The real issues started when I had to go back to my day job. Being a councillor is not a full-time role, and it was one for which I took home less than £13,000 a year, despite my rent alone being £11,000. And so I started having to juggle my politics work with my office job, doing policy and campaigning on the Windrush scandal, which comes with its own emotional toll. It became completely unmanageable. A typical day would involve using my lunch break to join a council meeting on my phone and then after work, picking up a sandwich for dinner on the way to a three-hour evening meeting that would often overrun. The next evening or weekend would be more campaigning, meeting a local group or holding my ward surgery.
As the cost of living crisis became more entrenched, residents’ desperation intensified. Our community surgeries were filled with frustrated people caught up in the cogs of bureaucracy, as they tried and failed to navigate labyrinthine systems for emergency housing support or to complain to the noise team about their neighbour.

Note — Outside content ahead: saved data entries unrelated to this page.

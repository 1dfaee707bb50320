use tracing::{debug, trace};

use crate::error::{Error, Result};
use crate::graph::{FromUsize, IncidenceGraph, VertexDescriptor, VertexListGraph, Weight};
use crate::path::{resolve, reverse_path, Path};

/// Label-setting shortest path search.
///
/// The next vertex to settle is found by a linear scan, ties going to the
/// lowest index, so a run costs O(V² + E). The distance and parent tables of
/// the last run stay available for inspection, also when the target turned out
/// to be unreachable.
#[derive(Clone, Debug, Default)]
pub struct Dijkstra<W> {
    distances: Vec<Option<W>>,
    parents: Vec<Option<VertexDescriptor>>,
    settled: Vec<bool>,
}

impl<W: Weight> Dijkstra<W> {
    pub fn new() -> Self {
        Self {
            distances: Vec::new(),
            parents: Vec::new(),
            settled: Vec::new(),
        }
    }

    pub fn run<'a, G>(
        &mut self,
        graph: &'a G,
        start: VertexDescriptor,
        target: VertexDescriptor,
    ) -> Result<Path<VertexDescriptor>>
    where
        G: IncidenceGraph<'a, EdgeWeight = W> + VertexListGraph<'a>,
    {
        for &v in &[start, target] {
            if !graph.contains_vertex(v) {
                return Err(Error::UnknownVertex(v));
            }
        }

        let order = graph.order();
        self.distances = vec![None; order];
        self.parents = vec![None; order];
        self.settled = vec![false; order];
        self.distances[start.index()] = Some(W::zero());

        while let Some((u, du)) = self.closest_unsettled() {
            self.settled[u.index()] = true;
            trace!(vertex = u.index(), distance = ?du, "settled vertex");
            if u == target {
                break;
            }

            for edge in graph.out_edges(u) {
                let v = graph.target(edge);
                if self.settled[v.index()] {
                    continue;
                }
                // A sum past the weight type's range is longer than any
                // representable distance.
                let candidate = match du.checked_add(&graph.edge_weight(edge)) {
                    Some(candidate) => candidate,
                    None => {
                        trace!(from = u.index(), to = v.index(), "skipped overflowing arc");
                        continue;
                    }
                };
                if self.distances[v.index()].map_or(true, |dv| candidate < dv) {
                    self.distances[v.index()] = Some(candidate);
                    self.parents[v.index()] = Some(u);
                }
            }
        }

        match self.distances[target.index()] {
            Some(distance) => {
                let path = reverse_path(&self.parents, target);
                debug!(
                    start = start.index(),
                    target = target.index(),
                    ?distance,
                    hops = path.len() - 1,
                    "shortest path found"
                );
                Ok(path.into_iter().collect())
            }
            None => {
                debug!(
                    start = start.index(),
                    target = target.index(),
                    "target unreachable"
                );
                Ok(Path::new())
            }
        }
    }

    /// Distance from the start of the last run, `None` if not reached.
    pub fn distance(&self, v: VertexDescriptor) -> Option<W> {
        self.distances.get(v.index()).copied().flatten()
    }

    pub fn parent(&self, v: VertexDescriptor) -> Option<VertexDescriptor> {
        self.parents.get(v.index()).copied().flatten()
    }

    pub fn is_settled(&self, v: VertexDescriptor) -> bool {
        self.settled.get(v.index()).copied().unwrap_or(false)
    }

    fn closest_unsettled(&self) -> Option<(VertexDescriptor, W)> {
        let mut best: Option<(usize, W)> = None;
        for (i, distance) in self.distances.iter().enumerate() {
            if self.settled[i] {
                continue;
            }
            if let Some(d) = *distance {
                if best.map_or(true, |(_, b)| d < b) {
                    best = Some((i, d));
                }
            }
        }
        best.map(|(i, d)| (VertexDescriptor::from_usize(i), d))
    }
}

/// Shortest path from `start` to `target` as vertex properties; empty when
/// `target` is unreachable.
pub fn shortest_path<'a, G>(
    graph: &'a G,
    start: VertexDescriptor,
    target: VertexDescriptor,
) -> Result<Path<G::VertexProperty>>
where
    G: IncidenceGraph<'a> + VertexListGraph<'a>,
    G::VertexProperty: Clone,
{
    let path = Dijkstra::<G::EdgeWeight>::new().run(graph, start, target)?;
    resolve(graph, path)
}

People would come to us to complain (rightly) about bin collections, but we would also hear from people with suicidal ideation, trying to escape domestic violence, facing homelessness, being threatened by a private landlord with eviction, or children getting sick from the damp invading the ceilings of flats in disrepair. Often, residents were angry with us – and understandably so.
A decade of austerity has not been kind to councils. During the 2010s in the most deprived 10% of councils, funding fell by 35% a person, compared with 15% in the least-deprived areas. Demand for services increased but there was less in real terms to spend on them. Some, most famously Birmingham city council, had to declare de facto bankruptcy. This has severely limited what councils can deliver but this was of little comfort to the people sitting in front of us. The help I could offer was limited too.
I didn’t want my compassion for people to give way to coldness, a frosty veneer built to protect me against the conveyor belt of people in pain entering the ward surgery. I had been warned of this inevitable creep of hopelessness by friends, doctors and nurses who had changed careers or moved to Australia to avoid similar feelings of despair. So I started avoiding my email inbox. I felt completely burned out.
The campaigning expectations did not cease either – this time for other candidates. Weekends alternated between door-knocking in another area and holding ward surgery. When I was eventually signed off work with exhaustion, the mental health practitioner told me I needed to spend more time with my friends and family. But when? She gave me a list for local free yoga classes and an Alcoholics Anonymous meeting. I realised it wasn’t my drinking or stress management that were the problems – they were the symptoms of a situation that had become completely unmanageable. I knew I had to quit.
It took me another year to work up the courage to leave. Why did I choose to stick with something that was ruining my mental health? The simple answer is: I felt indebted. To the people who had helped get me elected; to the black community who would tell me how great it was to see a young black woman in local politics. I didn’t want to let them down, or feel as if I was giving up on them.
But ultimately, I realised that staying in politics wasn’t doing anyone any good. When I quit, I left behind lots of amazing people who will stay the course, and had the resilience to do so despite what it demands of them because of their profound care for other people.
My colleagues were gracious enough to ignore my message in the group chat. I met them and started the process of standing down in a much more civilised manner – crying over coffee.
And even though I came to realise that my dream career in politics wasn’t meant to be, I also learned that I could give back in other ways. From community groups, holiday sports clubs, gardening projects, choirs and creches, being a councillor showed me just how many ways there are to make a difference. Quitting wasn’t just what was best for me. It was the best thing for the people I was elected to serve.